Le gouvernement a donc tranché. Dans le vif. Non seulement je ne suis pas étonné, mais je ne suis même pas déçu. C'est conforme à ce que j'ai toujours dit, le Logiciel libre ne mérite pas de L majuscule à "libre". Le Logiciel libre, c'est d'abord du Logiciel, et je ne vois pas au nom de quoi un gouvernement introduirait une distortion de concurrence en faisant émerger directement des concurrents aux produits commerciaux et propriétaires. Cela me semble une assez mauvaise voir une très mauvaise manière de faire émerger l'innovation. Et oui, je ne suis pas un pur et dur sur ce sujet, et comme la plupart des visiteurs de ce blog le savent, je n'aime pas l'idée du libre viral ou l'idéologie kibbutznik qui voudrait que le Logiciel doit être entièrement libre, toujours.

A mon sens, favoriser le Logiciel libre doit passer par d'autres biais :

  1. former sérieusement les étudiants en informatique à la création d'entreprise ou à la recherche de sponsors ; trop d'étudiants finissent leurs études sans même savoir rédiger un CV ou sans avoir jamais vu un business case
    • dans cette optique, je pense que le mentorat doit être repensé ; il faut que les mentors proposés aux étudiants proviennent non seulement du milieu académique (comme c'est trop souvent le cas) mais également de toutes les couches de l'industrie du logiciel ; quel étudiant sait en fin d'études ce qu'est un Build Engineer ?
  2. continuer les actions fiscales en faveur de l'innovation en général,
  3. pousser plus loin en favorisant les investissements privés dans les sociétés en création dont le code des produits seraient libres, par exemple en réduisant les taxes sur les plus-values réalisées en cas de succès, cette réduction étant disons la contrepartie à la publication de son innovation ; condition sine qua non, les produits peuvent être libres, mais la société doit rester une véritable entreprise, centrée sur la création de valeur et donc également de retour sur investissement,
  4. inciter les universités et grandes écoles à proposer des projets de fin d'étude avec une forte orientation de valorisation et/ou création d'entreprise.

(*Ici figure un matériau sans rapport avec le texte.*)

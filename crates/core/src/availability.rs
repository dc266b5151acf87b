//! # Provider Availability
//!
//! Derives bookable slots for a provider from the appointments already
//! booked with them and the current local time.
//!
//! Day mode walks the working hours (8:00 to 17:00, one slot per hour) and
//! marks a slot unavailable when it is booked or already started. Month mode
//! walks every calendar day of the month and marks a day unavailable only
//! when every working hour of it is booked.
//!
//! The calculator performs no validation of its own: date components are
//! handed to the [`AppointmentQuery`] as given, and query failures are
//! propagated unchanged.

use std::cmp::Ordering;
use std::sync::Arc;

use async_trait::async_trait;
use chrono::{Datelike, Local, NaiveDateTime, Timelike};
use uuid::Uuid;

use crate::calendar;
use crate::errors::BarberResult;
use crate::models::appointment::Appointment;
use crate::models::availability::{DayAvailabilitySlot, MonthAvailabilitySlot};

/// Read access to the appointments booked with a provider.
#[async_trait]
pub trait AppointmentQuery: Send + Sync {
    /// Appointments of `provider_id` on the given calendar day.
    async fn find_by_provider_and_day(
        &self,
        provider_id: Uuid,
        year: i32,
        month: u32,
        day: u32,
    ) -> eyre::Result<Vec<Appointment>>;

    /// Appointments of `provider_id` within the given calendar month.
    async fn find_by_provider_and_month(
        &self,
        provider_id: Uuid,
        year: i32,
        month: u32,
    ) -> eyre::Result<Vec<Appointment>>;
}

/// Source of the current local date and time.
pub trait Clock: Send + Sync {
    fn now(&self) -> NaiveDateTime;
}

/// Reads the host's local clock.
#[derive(Debug, Clone, Copy, Default)]
pub struct SystemClock;

impl Clock for SystemClock {
    fn now(&self) -> NaiveDateTime {
        Local::now().naive_local()
    }
}

/// Always reports the same instant.
#[derive(Debug, Clone, Copy)]
pub struct FixedClock(pub NaiveDateTime);

impl Clock for FixedClock {
    fn now(&self) -> NaiveDateTime {
        self.0
    }
}

/// Computes day and month availability for providers.
#[derive(Clone)]
pub struct AvailabilityCalculator {
    appointments: Arc<dyn AppointmentQuery>,
    clock: Arc<dyn Clock>,
}

impl AvailabilityCalculator {
    pub fn new(appointments: Arc<dyn AppointmentQuery>, clock: Arc<dyn Clock>) -> Self {
        Self {
            appointments,
            clock,
        }
    }

    /// Lists the working-hour slots of one day, ascending by hour.
    ///
    /// Always returns one slot per working hour.
    pub async fn list_day_availability(
        &self,
        provider_id: Uuid,
        year: i32,
        month: u32,
        day: u32,
    ) -> BarberResult<Vec<DayAvailabilitySlot>> {
        let appointments = self
            .appointments
            .find_by_provider_and_day(provider_id, year, month, day)
            .await?;

        Ok(day_availability(
            &appointments,
            year,
            month,
            day,
            self.clock.now(),
        ))
    }

    /// Lists every calendar day of a month, ascending by day.
    ///
    /// An invalid month yields an empty list.
    pub async fn list_month_availability(
        &self,
        provider_id: Uuid,
        year: i32,
        month: u32,
    ) -> BarberResult<Vec<MonthAvailabilitySlot>> {
        let appointments = self
            .appointments
            .find_by_provider_and_month(provider_id, year, month)
            .await?;

        Ok(month_availability(&appointments, year, month))
    }
}

/// Marks each working hour of the day as available unless it is booked or
/// does not start strictly after `now`.
///
/// Only appointments falling on the requested day count as bookings.
///
/// Past days are fully unavailable and future days are never suppressed by
/// the clock; the hour is only compared on the current day.
pub fn day_availability(
    appointments: &[Appointment],
    year: i32,
    month: u32,
    day: u32,
    now: NaiveDateTime,
) -> Vec<DayAvailabilitySlot> {
    let target = calendar::date(year, month, day);

    calendar::working_hours()
        .map(|hour| {
            let booked = appointments.iter().any(|appointment| {
                Some(appointment.date.date()) == target && appointment.date.hour() == hour
            });

            let started = match target.map(|date| date.cmp(&now.date())) {
                Some(Ordering::Less) => true,
                Some(Ordering::Equal) => hour <= now.hour(),
                Some(Ordering::Greater) | None => false,
            };

            DayAvailabilitySlot {
                hour,
                available: !booked && !started,
            }
        })
        .collect()
}

/// Marks each day of the month as available unless its appointment count
/// fills every working hour.
pub fn month_availability(
    appointments: &[Appointment],
    year: i32,
    month: u32,
) -> Vec<MonthAvailabilitySlot> {
    let Some(days) = calendar::days_in_month(year, month) else {
        return Vec::new();
    };

    (1..=days)
        .map(|day| {
            let booked = appointments
                .iter()
                .filter(|appointment| {
                    let date = appointment.date.date();
                    date.year() == year && date.month() == month && date.day() == day
                })
                .count();

            MonthAvailabilitySlot {
                day,
                available: booked < calendar::SLOTS_PER_DAY,
            }
        })
        .collect()
}
use barbershop_api::config::ApiConfig;
use barbershop_db::{create_pool, schema::initialize_database};
use color_eyre::eyre::Result;
use dotenv::dotenv;

#[tokio::main]
async fn main() -> Result<()> {
    // Initialize error handling
    color_eyre::install()?;

    // Load environment variables
    dotenv().ok();

    // Load configuration
    let config = ApiConfig::from_env()?;

    // Create database connection pool
    let db_pool = create_pool(&config.database_url).await?;

    // Initialize database schema
    initialize_database(&db_pool).await?;

    // Start API server
    barbershop_api::start_server(config, db_pool).await?;

    Ok(())
}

De toute manière, j'ai toujours considéré la Fnill (qui s'appelait à l'origine ASS2L, nom minablement choisi que j'ai toujours lu Ass Hole ; quand on fait dans le logiciel, et que donc on travaille en anglais toute la journée, on évite de donner un nom à son organisation qui commence par "ass"...) comme non représentative de mon métier de cinglé. Je considère également sa présidence comme totalement non représentative et je ne me reconnais absolument pas dans cette soit-disant fédération. Disruptive Innovations n'en est donc pas membre.